***** Provided records
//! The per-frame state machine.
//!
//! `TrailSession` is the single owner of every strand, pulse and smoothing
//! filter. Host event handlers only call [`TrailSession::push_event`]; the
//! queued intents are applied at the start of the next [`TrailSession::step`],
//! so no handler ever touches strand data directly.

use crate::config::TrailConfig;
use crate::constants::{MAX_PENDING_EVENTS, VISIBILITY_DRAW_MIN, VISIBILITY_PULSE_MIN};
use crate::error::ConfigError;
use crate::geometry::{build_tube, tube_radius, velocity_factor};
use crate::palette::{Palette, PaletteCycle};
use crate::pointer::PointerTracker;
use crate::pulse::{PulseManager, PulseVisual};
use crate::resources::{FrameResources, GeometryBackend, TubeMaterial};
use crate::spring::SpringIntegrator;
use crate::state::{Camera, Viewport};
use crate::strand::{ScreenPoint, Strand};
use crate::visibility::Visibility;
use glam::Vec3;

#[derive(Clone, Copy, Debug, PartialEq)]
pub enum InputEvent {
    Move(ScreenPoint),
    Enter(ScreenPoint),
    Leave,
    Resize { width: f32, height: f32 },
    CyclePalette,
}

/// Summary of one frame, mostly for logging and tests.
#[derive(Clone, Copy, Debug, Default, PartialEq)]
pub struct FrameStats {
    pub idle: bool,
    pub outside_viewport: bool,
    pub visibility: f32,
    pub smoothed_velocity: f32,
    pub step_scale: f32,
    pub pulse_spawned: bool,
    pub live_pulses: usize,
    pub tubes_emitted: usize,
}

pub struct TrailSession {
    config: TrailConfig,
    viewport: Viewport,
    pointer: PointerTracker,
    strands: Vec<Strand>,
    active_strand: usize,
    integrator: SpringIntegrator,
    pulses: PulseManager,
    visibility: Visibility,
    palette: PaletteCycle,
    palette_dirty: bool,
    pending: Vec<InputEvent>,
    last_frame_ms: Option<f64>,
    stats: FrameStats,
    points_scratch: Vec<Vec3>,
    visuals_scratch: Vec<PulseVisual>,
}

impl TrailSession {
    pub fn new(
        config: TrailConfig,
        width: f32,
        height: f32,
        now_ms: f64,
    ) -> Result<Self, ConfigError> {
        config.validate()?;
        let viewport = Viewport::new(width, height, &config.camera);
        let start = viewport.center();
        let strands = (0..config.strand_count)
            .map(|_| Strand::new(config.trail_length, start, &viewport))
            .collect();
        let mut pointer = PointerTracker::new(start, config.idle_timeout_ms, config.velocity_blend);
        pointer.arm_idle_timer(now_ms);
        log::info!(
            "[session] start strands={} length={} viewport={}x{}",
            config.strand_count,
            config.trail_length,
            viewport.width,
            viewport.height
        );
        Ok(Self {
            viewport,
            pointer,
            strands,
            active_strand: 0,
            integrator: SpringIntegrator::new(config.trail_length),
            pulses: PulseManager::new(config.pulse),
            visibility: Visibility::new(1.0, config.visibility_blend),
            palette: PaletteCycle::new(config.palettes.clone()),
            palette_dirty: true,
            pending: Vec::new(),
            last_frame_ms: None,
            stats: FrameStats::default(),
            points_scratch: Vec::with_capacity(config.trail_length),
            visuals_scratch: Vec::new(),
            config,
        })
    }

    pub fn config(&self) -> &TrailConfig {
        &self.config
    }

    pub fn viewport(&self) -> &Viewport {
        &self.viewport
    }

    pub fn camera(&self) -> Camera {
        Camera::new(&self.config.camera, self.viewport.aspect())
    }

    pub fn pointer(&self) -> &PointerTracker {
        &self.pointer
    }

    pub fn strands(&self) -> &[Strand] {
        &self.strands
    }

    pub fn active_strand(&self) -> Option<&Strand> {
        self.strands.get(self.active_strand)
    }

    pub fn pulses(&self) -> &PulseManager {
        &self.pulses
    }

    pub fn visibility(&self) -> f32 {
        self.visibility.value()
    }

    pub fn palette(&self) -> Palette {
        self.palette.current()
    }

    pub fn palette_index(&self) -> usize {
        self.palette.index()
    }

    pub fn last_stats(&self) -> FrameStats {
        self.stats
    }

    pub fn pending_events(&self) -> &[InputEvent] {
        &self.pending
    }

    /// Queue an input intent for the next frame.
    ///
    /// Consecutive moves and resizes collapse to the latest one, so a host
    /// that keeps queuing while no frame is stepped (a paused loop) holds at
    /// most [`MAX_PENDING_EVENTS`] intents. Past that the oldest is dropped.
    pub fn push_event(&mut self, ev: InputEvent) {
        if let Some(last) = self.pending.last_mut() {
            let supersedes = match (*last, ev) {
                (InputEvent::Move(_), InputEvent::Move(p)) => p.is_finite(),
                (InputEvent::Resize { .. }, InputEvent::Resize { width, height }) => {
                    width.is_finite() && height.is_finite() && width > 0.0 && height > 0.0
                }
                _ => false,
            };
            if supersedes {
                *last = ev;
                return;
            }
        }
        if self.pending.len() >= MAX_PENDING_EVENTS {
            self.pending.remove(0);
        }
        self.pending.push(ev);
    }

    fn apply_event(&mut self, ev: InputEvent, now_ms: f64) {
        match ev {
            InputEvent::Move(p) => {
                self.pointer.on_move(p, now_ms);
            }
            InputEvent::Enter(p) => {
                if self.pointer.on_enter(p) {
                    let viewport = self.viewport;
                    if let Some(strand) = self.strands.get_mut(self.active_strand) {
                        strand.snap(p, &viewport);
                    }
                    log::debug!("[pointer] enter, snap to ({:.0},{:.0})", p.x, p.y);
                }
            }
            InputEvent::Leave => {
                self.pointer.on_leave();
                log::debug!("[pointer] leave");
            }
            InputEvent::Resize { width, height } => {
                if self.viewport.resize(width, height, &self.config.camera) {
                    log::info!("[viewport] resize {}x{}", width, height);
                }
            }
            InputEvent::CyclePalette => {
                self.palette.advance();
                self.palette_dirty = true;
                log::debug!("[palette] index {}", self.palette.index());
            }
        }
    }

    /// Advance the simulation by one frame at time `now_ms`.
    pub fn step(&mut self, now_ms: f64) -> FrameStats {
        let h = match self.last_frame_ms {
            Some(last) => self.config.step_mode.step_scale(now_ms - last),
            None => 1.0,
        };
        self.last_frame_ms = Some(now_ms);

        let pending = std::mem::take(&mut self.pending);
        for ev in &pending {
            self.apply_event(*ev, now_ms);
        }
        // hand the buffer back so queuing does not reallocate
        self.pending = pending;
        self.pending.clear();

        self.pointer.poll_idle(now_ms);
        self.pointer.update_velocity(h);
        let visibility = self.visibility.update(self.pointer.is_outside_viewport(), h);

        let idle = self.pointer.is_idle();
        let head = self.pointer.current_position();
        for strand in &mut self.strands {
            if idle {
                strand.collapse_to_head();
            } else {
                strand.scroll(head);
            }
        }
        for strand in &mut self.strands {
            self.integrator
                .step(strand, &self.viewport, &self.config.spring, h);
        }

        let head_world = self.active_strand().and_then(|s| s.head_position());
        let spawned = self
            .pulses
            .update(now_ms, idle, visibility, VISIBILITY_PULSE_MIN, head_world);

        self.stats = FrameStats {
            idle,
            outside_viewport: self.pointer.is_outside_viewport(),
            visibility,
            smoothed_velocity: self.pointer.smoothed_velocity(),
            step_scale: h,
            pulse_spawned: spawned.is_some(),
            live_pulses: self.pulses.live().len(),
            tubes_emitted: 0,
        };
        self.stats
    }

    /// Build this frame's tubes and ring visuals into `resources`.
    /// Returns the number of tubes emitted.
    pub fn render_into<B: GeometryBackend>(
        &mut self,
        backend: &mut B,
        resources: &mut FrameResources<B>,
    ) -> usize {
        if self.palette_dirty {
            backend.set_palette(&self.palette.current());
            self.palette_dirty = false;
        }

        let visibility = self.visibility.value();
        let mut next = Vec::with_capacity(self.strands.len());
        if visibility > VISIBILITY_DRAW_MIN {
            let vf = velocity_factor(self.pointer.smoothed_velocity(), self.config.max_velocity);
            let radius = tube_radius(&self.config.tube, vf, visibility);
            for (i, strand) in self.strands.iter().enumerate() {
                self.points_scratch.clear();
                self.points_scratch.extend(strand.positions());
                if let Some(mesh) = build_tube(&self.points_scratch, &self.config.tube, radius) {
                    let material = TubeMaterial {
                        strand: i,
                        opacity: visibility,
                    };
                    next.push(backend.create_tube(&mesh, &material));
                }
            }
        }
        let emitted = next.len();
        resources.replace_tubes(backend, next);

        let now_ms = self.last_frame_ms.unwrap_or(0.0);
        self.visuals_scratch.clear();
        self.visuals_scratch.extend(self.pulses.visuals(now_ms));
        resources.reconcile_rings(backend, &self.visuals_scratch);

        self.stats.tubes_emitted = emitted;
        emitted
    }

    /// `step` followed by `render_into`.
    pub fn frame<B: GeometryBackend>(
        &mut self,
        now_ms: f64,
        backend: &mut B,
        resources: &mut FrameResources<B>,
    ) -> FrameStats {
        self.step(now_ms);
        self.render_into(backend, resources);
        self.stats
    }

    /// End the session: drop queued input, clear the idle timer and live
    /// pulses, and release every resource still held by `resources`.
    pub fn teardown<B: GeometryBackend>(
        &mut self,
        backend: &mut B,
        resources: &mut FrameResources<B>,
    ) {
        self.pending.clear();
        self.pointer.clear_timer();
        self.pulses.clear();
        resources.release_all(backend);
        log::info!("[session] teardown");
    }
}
**********
***** Provided records
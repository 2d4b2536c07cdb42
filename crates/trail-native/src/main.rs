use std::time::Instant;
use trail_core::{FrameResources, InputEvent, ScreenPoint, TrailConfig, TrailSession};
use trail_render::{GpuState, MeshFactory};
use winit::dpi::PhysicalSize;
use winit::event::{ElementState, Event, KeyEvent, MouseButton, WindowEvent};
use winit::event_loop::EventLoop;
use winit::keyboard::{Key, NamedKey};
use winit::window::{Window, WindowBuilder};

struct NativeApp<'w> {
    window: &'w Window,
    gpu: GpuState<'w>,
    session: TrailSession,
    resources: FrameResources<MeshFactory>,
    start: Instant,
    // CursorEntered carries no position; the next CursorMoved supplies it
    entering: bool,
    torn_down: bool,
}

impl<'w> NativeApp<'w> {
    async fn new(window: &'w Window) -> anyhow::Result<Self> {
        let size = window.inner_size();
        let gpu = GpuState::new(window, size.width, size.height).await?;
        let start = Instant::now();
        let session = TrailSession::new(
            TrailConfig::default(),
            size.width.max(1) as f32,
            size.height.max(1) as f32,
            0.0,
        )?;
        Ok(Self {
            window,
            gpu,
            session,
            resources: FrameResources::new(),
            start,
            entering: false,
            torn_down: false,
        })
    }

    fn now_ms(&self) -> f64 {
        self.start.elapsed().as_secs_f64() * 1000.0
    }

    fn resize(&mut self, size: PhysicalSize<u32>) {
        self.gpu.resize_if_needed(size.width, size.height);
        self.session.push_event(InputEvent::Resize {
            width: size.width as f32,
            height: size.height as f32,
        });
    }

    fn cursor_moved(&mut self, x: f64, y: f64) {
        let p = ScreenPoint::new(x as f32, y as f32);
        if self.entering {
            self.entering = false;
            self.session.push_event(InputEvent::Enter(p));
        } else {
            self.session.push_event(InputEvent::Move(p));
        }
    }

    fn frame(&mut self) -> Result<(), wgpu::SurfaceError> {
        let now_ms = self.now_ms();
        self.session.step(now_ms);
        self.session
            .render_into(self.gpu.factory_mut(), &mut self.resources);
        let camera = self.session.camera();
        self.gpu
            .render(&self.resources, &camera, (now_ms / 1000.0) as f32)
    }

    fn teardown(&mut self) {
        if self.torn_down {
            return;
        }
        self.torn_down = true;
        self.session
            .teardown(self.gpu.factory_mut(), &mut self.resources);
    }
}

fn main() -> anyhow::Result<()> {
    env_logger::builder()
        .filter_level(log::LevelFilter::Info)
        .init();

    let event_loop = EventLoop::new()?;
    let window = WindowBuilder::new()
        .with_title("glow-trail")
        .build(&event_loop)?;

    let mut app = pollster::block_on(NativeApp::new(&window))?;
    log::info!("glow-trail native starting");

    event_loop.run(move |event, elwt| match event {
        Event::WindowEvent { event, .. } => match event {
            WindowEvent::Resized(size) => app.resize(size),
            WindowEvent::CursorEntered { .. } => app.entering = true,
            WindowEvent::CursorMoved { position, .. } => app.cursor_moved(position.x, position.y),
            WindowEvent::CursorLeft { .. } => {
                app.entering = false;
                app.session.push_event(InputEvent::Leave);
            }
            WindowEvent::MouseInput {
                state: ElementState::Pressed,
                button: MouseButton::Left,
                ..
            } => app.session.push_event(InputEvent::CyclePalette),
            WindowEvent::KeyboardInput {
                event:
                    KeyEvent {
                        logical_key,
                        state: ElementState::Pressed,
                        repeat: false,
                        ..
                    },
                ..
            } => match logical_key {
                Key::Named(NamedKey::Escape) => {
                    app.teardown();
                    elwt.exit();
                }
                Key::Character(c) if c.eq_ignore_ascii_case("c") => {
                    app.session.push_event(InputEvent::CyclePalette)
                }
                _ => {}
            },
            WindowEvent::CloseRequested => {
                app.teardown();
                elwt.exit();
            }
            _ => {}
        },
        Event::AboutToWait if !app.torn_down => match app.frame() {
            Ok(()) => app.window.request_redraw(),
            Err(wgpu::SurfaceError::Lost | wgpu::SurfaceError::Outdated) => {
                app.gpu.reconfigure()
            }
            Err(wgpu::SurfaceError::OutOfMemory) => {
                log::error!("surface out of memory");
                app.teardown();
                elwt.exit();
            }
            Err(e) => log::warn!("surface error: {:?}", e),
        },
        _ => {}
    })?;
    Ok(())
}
**********
***** Provided records
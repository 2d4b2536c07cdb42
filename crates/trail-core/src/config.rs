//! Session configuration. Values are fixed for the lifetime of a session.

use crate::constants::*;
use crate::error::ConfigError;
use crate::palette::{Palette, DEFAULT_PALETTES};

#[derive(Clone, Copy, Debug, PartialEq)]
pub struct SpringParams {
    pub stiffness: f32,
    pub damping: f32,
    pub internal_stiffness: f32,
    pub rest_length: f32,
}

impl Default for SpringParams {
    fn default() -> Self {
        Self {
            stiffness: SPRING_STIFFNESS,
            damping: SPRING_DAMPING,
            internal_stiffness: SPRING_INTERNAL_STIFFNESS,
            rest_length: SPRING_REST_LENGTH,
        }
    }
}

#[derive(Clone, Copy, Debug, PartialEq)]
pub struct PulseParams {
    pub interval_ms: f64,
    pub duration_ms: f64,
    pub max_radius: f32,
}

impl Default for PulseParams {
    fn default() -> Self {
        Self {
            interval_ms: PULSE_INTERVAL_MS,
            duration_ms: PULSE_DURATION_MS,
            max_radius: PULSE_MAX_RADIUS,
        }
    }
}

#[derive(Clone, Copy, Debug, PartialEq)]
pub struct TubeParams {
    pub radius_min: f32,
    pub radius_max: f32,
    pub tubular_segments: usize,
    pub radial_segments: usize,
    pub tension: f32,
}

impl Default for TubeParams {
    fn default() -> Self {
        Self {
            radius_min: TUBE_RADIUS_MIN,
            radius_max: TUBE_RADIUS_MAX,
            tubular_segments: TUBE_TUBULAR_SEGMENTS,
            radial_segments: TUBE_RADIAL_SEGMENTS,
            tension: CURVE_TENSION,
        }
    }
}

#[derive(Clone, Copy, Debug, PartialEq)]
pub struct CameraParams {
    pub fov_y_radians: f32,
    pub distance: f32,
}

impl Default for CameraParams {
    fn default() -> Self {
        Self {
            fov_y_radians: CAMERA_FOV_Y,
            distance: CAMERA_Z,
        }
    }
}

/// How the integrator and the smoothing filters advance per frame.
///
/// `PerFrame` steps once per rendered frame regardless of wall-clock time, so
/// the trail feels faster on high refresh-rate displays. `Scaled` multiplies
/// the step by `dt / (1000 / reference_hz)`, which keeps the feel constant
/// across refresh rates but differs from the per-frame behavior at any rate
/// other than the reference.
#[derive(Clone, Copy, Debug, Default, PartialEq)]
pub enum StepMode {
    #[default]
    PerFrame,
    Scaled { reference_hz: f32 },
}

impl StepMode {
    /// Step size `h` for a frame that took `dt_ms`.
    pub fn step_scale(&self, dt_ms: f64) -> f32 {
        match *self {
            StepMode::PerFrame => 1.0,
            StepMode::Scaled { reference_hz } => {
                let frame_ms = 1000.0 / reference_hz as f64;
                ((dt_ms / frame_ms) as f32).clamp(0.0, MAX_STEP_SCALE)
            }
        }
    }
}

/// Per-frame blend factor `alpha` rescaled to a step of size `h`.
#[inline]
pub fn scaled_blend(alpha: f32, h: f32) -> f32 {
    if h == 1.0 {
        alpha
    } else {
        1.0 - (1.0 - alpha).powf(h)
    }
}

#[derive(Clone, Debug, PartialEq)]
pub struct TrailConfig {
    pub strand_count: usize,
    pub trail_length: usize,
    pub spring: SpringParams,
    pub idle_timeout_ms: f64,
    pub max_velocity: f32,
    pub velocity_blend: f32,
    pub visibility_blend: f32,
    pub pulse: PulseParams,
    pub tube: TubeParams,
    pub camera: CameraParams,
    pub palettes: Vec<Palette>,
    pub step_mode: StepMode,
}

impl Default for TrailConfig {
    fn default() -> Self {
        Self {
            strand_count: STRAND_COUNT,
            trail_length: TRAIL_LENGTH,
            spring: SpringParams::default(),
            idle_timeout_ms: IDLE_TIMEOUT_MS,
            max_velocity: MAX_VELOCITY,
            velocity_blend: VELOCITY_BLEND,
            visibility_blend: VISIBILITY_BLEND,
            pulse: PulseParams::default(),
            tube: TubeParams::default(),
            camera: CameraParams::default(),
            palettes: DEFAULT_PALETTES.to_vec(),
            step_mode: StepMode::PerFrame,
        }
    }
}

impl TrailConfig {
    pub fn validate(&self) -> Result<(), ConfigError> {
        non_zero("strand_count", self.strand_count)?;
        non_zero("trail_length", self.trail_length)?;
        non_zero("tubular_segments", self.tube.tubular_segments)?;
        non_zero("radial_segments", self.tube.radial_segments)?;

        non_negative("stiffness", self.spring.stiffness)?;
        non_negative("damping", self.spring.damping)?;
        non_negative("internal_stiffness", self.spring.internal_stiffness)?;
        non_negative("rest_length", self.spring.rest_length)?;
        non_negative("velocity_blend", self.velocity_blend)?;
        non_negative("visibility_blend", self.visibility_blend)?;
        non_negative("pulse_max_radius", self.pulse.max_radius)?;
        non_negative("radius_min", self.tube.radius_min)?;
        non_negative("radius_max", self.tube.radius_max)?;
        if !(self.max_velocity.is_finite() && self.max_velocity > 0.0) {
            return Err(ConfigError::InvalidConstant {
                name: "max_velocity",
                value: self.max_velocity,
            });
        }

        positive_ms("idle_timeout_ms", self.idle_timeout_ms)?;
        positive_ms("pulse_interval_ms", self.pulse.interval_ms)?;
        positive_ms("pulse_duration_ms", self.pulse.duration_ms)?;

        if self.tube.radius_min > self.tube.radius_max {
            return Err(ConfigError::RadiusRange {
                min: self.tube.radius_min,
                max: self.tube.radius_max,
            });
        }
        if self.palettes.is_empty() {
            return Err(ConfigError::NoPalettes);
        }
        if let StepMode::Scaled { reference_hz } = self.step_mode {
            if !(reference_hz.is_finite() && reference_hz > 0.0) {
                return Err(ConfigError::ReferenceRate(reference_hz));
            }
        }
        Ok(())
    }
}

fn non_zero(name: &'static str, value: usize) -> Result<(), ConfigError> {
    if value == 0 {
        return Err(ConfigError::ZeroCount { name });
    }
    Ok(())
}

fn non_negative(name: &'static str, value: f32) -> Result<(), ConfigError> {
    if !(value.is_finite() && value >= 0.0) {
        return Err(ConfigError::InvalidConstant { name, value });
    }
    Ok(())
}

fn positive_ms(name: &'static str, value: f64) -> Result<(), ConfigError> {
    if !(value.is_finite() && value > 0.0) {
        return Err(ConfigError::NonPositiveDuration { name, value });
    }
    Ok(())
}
**********
[Work request] Among the entries above, find every line holding "glow" and copy it.

[Result of the exercise]
        .with_title("glow-trail")
    log::info!("glow-trail native starting");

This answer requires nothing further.